> Required action:
Output only the lines below that start at the line containing "else if let" and end at the line containing "pub fn contains(&self, name: &str)", with both ends kept.

*** Opening of Information ***

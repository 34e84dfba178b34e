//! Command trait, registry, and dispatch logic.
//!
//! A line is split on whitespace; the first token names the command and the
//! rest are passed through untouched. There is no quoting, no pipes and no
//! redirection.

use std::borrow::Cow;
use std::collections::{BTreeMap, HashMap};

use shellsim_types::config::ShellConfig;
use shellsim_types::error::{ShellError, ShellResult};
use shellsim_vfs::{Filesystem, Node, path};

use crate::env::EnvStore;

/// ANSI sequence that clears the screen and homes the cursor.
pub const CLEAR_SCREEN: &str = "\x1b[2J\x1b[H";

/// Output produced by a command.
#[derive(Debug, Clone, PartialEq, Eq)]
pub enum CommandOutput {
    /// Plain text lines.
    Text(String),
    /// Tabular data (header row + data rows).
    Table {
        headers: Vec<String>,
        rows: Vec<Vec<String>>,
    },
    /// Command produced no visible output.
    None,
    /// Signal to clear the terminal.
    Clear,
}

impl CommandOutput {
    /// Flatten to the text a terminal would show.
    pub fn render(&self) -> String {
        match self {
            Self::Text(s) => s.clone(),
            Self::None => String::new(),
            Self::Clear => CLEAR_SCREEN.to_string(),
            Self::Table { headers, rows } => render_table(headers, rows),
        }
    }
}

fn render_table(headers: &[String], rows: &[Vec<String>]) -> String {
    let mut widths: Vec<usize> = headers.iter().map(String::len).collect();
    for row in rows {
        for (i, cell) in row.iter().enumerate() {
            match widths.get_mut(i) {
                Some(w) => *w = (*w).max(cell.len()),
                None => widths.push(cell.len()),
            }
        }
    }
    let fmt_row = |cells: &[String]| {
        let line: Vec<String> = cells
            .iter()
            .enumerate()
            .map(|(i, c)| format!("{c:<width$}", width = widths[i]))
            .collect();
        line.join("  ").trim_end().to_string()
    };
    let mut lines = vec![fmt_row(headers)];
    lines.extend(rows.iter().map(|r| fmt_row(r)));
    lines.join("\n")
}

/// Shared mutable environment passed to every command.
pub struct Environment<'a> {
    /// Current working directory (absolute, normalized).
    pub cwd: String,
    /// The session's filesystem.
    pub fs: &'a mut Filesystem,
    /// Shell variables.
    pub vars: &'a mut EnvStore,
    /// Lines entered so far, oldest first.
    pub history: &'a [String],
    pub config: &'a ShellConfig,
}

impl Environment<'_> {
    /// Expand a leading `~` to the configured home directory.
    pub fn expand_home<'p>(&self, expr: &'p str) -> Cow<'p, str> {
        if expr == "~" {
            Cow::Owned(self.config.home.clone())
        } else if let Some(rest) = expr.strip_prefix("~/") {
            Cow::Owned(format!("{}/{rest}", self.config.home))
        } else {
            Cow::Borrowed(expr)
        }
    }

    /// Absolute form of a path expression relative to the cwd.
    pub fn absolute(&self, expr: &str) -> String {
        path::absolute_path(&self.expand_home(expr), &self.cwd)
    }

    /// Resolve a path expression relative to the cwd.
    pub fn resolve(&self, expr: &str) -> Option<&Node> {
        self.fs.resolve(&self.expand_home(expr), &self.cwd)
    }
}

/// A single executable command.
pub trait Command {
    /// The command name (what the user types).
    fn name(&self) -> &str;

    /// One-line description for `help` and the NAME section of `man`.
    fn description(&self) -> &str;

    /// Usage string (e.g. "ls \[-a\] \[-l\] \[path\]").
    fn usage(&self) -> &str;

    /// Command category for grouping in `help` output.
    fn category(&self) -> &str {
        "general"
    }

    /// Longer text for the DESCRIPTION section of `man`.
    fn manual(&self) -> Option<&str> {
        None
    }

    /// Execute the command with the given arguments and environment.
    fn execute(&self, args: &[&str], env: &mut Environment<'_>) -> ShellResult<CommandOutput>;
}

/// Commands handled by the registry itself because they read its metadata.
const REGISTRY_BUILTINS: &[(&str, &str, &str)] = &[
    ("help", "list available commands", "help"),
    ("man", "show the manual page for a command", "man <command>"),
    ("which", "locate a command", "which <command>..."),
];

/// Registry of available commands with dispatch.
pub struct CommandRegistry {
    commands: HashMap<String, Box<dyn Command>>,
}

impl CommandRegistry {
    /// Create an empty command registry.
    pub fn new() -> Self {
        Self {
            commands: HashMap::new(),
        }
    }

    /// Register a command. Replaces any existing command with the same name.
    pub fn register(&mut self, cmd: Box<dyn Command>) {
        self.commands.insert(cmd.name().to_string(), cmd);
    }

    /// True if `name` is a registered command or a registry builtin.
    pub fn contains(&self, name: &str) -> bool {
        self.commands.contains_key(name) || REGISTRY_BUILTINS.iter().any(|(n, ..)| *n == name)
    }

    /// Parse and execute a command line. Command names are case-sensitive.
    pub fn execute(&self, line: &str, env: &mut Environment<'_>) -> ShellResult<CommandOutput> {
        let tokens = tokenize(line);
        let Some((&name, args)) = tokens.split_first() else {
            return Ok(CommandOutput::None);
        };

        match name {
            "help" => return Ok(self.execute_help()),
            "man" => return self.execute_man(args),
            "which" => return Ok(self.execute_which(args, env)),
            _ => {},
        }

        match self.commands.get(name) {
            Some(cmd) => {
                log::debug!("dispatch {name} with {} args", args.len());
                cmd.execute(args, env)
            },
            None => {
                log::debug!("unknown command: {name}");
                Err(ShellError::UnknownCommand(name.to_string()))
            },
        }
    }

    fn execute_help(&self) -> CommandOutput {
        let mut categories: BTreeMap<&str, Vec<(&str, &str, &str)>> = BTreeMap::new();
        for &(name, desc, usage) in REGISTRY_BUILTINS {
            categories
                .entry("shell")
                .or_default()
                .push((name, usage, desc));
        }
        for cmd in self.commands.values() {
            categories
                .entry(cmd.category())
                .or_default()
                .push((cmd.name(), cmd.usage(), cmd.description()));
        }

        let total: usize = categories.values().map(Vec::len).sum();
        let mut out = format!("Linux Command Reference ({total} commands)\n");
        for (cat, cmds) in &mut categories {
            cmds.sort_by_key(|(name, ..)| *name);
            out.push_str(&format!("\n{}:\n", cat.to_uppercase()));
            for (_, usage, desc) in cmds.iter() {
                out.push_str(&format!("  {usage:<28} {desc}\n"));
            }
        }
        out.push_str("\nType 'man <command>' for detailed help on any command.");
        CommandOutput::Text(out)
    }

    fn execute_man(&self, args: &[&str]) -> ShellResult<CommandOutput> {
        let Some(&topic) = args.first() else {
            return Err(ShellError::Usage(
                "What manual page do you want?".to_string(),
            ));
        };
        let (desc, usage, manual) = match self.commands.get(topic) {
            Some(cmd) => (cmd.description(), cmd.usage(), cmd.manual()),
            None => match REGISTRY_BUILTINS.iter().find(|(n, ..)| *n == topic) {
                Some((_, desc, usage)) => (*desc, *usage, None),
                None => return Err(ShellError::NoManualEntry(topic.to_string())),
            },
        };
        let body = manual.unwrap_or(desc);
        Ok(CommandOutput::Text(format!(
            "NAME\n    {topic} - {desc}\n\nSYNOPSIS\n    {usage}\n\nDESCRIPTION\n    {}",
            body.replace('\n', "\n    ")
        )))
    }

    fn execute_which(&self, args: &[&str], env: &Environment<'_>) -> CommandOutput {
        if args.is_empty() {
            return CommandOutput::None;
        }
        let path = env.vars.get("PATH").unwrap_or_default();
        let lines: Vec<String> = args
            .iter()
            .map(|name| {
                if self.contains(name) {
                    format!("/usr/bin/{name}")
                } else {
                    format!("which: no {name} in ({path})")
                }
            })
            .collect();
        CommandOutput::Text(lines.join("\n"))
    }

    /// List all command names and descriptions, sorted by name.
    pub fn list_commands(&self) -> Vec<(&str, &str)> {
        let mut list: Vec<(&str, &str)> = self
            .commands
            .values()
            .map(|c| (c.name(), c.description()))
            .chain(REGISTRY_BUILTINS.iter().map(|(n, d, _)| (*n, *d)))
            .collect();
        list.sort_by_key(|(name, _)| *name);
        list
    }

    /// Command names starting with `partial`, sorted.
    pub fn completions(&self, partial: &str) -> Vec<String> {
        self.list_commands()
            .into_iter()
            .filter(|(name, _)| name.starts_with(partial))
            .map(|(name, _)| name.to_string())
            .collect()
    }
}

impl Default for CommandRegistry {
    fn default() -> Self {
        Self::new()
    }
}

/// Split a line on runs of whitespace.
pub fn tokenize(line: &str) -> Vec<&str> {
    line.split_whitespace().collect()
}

*** Close of Information ***

> Written answer:
        } else if let Some(rest) = expr.strip_prefix("~/") {
            Cow::Owned(format!("{}/{rest}", self.config.home))
        } else {
            Cow::Borrowed(expr)
        }
    }

    /// Absolute form of a path expression relative to the cwd.
    pub fn absolute(&self, expr: &str) -> String {
        path::absolute_path(&self.expand_home(expr), &self.cwd)
    }

    /// Resolve a path expression relative to the cwd.
    pub fn resolve(&self, expr: &str) -> Option<&Node> {
        self.fs.resolve(&self.expand_home(expr), &self.cwd)
    }
}

/// A single executable command.
pub trait Command {
    /// The command name (what the user types).
    fn name(&self) -> &str;

    /// One-line description for `help` and the NAME section of `man`.
    fn description(&self) -> &str;

    /// Usage string (e.g. "ls \[-a\] \[-l\] \[path\]").
    fn usage(&self) -> &str;

    /// Command category for grouping in `help` output.
    fn category(&self) -> &str {
        "general"
    }

    /// Longer text for the DESCRIPTION section of `man`.
    fn manual(&self) -> Option<&str> {
        None
    }

    /// Execute the command with the given arguments and environment.
    fn execute(&self, args: &[&str], env: &mut Environment<'_>) -> ShellResult<CommandOutput>;
}

/// Commands handled by the registry itself because they read its metadata.
const REGISTRY_BUILTINS: &[(&str, &str, &str)] = &[
    ("help", "list available commands", "help"),
    ("man", "show the manual page for a command", "man <command>"),
    ("which", "locate a command", "which <command>..."),
];

/// Registry of available commands with dispatch.
pub struct CommandRegistry {
    commands: HashMap<String, Box<dyn Command>>,
}

impl CommandRegistry {
    /// Create an empty command registry.
    pub fn new() -> Self {
        Self {
            commands: HashMap::new(),
        }
    }

    /// Register a command. Replaces any existing command with the same name.
    pub fn register(&mut self, cmd: Box<dyn Command>) {
        self.commands.insert(cmd.name().to_string(), cmd);
    }

    /// True if `name` is a registered command or a registry builtin.
    pub fn contains(&self, name: &str) -> bool {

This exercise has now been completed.